BEGIN GIVEN ENTRIES
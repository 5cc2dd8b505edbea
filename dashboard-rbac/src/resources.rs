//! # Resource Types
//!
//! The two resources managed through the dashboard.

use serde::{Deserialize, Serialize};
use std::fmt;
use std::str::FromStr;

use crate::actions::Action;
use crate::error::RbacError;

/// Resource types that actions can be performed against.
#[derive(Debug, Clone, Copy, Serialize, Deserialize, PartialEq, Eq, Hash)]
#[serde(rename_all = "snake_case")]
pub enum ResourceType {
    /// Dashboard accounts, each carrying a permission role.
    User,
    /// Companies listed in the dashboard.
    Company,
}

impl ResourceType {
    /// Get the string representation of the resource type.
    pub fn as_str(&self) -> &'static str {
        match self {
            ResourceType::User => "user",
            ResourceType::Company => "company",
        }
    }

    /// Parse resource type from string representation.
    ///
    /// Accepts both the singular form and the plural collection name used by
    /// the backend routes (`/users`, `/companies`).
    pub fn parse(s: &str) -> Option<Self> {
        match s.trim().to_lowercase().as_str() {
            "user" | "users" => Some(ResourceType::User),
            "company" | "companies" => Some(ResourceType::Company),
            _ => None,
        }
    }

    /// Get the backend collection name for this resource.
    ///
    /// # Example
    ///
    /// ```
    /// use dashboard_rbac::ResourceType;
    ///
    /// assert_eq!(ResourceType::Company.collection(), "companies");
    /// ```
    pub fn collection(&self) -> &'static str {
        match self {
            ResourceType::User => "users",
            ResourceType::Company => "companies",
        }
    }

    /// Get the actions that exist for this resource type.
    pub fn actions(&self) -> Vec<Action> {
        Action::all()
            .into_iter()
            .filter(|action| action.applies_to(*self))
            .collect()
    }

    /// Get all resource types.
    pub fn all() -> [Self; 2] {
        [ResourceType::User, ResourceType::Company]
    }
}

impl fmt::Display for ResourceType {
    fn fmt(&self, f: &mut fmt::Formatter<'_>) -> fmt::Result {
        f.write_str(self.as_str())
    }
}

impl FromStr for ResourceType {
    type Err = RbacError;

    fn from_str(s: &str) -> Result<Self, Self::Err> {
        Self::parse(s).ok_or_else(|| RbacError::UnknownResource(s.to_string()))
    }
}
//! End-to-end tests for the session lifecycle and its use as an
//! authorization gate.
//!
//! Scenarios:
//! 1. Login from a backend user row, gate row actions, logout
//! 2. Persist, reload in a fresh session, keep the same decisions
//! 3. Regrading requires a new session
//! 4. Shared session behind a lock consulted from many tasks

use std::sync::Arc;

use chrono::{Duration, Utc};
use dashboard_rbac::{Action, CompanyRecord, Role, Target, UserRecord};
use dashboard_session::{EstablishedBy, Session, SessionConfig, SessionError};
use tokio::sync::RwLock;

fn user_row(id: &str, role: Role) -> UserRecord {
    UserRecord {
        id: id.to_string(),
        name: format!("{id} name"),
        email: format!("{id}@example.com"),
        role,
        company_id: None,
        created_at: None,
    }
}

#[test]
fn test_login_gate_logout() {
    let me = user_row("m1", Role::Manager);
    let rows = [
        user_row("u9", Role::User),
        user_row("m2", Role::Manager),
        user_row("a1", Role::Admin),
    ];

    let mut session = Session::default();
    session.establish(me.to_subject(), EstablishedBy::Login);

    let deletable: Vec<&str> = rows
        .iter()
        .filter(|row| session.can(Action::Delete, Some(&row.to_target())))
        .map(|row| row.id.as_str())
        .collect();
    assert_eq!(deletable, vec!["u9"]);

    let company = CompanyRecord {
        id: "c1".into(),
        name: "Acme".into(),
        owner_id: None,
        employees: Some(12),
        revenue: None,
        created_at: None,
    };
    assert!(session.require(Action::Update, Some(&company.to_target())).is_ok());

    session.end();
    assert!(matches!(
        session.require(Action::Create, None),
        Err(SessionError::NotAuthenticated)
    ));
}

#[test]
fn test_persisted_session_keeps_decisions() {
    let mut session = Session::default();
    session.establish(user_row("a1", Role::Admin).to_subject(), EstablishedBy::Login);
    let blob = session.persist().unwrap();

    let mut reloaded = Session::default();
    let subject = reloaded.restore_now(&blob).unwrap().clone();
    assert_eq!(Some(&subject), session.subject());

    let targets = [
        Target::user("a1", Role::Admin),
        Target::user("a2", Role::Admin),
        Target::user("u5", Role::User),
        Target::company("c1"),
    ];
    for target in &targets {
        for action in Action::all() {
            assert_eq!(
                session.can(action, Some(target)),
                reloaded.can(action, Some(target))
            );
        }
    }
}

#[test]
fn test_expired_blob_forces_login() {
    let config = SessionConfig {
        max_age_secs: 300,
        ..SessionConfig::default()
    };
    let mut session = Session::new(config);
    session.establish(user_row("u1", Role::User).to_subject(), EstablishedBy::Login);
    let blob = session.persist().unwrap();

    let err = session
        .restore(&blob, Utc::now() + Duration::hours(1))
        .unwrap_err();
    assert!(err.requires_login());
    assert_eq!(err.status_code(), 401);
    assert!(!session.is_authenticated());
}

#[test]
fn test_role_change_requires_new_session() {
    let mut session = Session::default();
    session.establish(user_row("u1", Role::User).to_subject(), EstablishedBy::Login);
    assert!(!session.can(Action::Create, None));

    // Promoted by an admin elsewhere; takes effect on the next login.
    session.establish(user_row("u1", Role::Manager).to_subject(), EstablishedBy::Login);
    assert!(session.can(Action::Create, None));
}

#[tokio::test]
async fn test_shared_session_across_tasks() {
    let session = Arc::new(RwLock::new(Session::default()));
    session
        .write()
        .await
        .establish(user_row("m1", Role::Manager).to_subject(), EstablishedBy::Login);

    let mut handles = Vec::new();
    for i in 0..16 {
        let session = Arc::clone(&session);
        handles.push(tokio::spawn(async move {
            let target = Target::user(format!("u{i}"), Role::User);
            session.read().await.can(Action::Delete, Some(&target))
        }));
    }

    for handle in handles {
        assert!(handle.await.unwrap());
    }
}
END GIVEN ENTRIES
- [EXERCISE GOAL]
Output the first line of the entries above and every line after it, exactly as written, ending with the line that contains "pub fn actions(&self)".

- [SOLUTION TO THIS TASK]
repository 5cc2dd8b505edbea
filename dashboard-rbac/src/resources.rs
//! # Resource Types
//!
//! The two resources managed through the dashboard.

use serde::{Deserialize, Serialize};
use std::fmt;
use std::str::FromStr;

use crate::actions::Action;
use crate::error::RbacError;

/// Resource types that actions can be performed against.
#[derive(Debug, Clone, Copy, Serialize, Deserialize, PartialEq, Eq, Hash)]
#[serde(rename_all = "snake_case")]
pub enum ResourceType {
    /// Dashboard accounts, each carrying a permission role.
    User,
    /// Companies listed in the dashboard.
    Company,
}

impl ResourceType {
    /// Get the string representation of the resource type.
    pub fn as_str(&self) -> &'static str {
        match self {
            ResourceType::User => "user",
            ResourceType::Company => "company",
        }
    }

    /// Parse resource type from string representation.
    ///
    /// Accepts both the singular form and the plural collection name used by
    /// the backend routes (`/users`, `/companies`).
    pub fn parse(s: &str) -> Option<Self> {
        match s.trim().to_lowercase().as_str() {
            "user" | "users" => Some(ResourceType::User),
            "company" | "companies" => Some(ResourceType::Company),
            _ => None,
        }
    }

    /// Get the backend collection name for this resource.
    ///
    /// # Example
    ///
    /// ```
    /// use dashboard_rbac::ResourceType;
    ///
    /// assert_eq!(ResourceType::Company.collection(), "companies");
    /// ```
    pub fn collection(&self) -> &'static str {
        match self {
            ResourceType::User => "users",
            ResourceType::Company => "companies",
        }
    }

    /// Get the actions that exist for this resource type.
    pub fn actions(&self) -> Vec<Action> {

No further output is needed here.